## Assigned task
Nothing outside the range is wanted. Repeat exactly the lines below from the one with "filename crates/render/src/layout.rs" through the one with "Default, PartialEq, Eq, Deserialize)]".

(Dataset entries)

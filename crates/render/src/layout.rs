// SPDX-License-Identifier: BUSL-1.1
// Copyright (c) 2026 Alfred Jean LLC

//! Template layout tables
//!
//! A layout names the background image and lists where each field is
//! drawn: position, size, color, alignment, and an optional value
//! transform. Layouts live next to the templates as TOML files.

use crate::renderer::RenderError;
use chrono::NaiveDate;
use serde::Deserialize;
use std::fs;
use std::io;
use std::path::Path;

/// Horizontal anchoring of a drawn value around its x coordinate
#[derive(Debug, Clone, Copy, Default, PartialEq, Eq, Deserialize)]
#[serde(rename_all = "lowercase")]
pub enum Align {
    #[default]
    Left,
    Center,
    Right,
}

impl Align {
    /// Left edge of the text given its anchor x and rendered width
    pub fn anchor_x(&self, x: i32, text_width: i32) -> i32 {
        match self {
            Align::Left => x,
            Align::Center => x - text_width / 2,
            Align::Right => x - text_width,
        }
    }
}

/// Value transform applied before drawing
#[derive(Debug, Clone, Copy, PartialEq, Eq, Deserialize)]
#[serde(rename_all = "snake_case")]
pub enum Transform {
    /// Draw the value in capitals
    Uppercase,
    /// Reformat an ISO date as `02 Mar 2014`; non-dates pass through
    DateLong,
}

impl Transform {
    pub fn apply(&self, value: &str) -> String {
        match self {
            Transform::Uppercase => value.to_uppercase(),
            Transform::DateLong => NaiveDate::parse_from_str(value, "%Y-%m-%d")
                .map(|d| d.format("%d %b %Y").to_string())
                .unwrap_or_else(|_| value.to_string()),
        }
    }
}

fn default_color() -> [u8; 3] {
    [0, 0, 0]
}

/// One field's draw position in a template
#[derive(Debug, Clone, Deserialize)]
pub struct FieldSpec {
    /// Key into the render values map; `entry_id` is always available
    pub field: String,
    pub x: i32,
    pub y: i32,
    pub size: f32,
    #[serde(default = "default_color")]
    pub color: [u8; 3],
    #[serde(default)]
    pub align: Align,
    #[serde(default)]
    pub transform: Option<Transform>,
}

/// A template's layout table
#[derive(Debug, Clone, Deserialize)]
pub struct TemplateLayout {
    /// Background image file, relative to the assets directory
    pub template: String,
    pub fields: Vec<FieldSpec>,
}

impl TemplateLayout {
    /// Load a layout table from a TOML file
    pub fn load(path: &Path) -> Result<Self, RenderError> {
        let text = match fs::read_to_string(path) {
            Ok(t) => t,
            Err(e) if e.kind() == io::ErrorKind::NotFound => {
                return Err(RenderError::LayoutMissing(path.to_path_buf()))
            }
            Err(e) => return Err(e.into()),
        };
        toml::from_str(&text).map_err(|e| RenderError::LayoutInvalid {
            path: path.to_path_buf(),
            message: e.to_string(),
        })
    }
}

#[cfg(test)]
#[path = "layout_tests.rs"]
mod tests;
* * *
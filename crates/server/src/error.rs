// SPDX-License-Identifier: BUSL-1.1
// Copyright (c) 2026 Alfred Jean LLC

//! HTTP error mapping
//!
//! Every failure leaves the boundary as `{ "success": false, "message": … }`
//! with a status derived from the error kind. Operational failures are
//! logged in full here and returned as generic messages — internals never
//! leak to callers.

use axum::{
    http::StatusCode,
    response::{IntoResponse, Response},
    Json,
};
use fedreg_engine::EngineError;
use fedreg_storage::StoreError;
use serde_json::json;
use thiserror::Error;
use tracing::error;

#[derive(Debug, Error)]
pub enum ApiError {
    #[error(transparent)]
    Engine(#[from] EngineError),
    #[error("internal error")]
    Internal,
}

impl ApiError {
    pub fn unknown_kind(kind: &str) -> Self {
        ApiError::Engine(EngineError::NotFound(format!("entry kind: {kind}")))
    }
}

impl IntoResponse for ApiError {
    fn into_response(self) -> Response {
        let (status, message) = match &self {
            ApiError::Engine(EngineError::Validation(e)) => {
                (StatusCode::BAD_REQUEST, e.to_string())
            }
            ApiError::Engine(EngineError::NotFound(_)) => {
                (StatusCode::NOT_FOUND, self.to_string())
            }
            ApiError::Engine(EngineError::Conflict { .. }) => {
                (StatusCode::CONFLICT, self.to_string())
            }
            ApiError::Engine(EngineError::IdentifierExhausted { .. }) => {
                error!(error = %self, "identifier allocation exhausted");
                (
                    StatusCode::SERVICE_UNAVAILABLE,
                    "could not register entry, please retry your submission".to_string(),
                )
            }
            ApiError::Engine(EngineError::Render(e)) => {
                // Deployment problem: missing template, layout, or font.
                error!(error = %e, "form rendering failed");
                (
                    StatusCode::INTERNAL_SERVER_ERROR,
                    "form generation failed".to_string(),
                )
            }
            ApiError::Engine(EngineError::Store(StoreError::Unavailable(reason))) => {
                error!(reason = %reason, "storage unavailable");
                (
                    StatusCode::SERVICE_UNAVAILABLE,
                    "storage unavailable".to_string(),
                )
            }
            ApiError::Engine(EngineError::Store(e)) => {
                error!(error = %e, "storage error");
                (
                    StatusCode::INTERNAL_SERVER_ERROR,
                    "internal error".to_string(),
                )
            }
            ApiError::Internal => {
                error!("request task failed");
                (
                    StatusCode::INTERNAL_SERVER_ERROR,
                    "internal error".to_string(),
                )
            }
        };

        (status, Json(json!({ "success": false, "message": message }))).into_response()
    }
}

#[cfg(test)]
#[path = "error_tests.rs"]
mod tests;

## Response area
filename crates/render/src/layout.rs
// SPDX-License-Identifier: BUSL-1.1
// Copyright (c) 2026 Alfred Jean LLC

//! Template layout tables
//!
//! A layout names the background image and lists where each field is
//! drawn: position, size, color, alignment, and an optional value
//! transform. Layouts live next to the templates as TOML files.

use crate::renderer::RenderError;
use chrono::NaiveDate;
use serde::Deserialize;
use std::fs;
use std::io;
use std::path::Path;

/// Horizontal anchoring of a drawn value around its x coordinate
#[derive(Debug, Clone, Copy, Default, PartialEq, Eq, Deserialize)]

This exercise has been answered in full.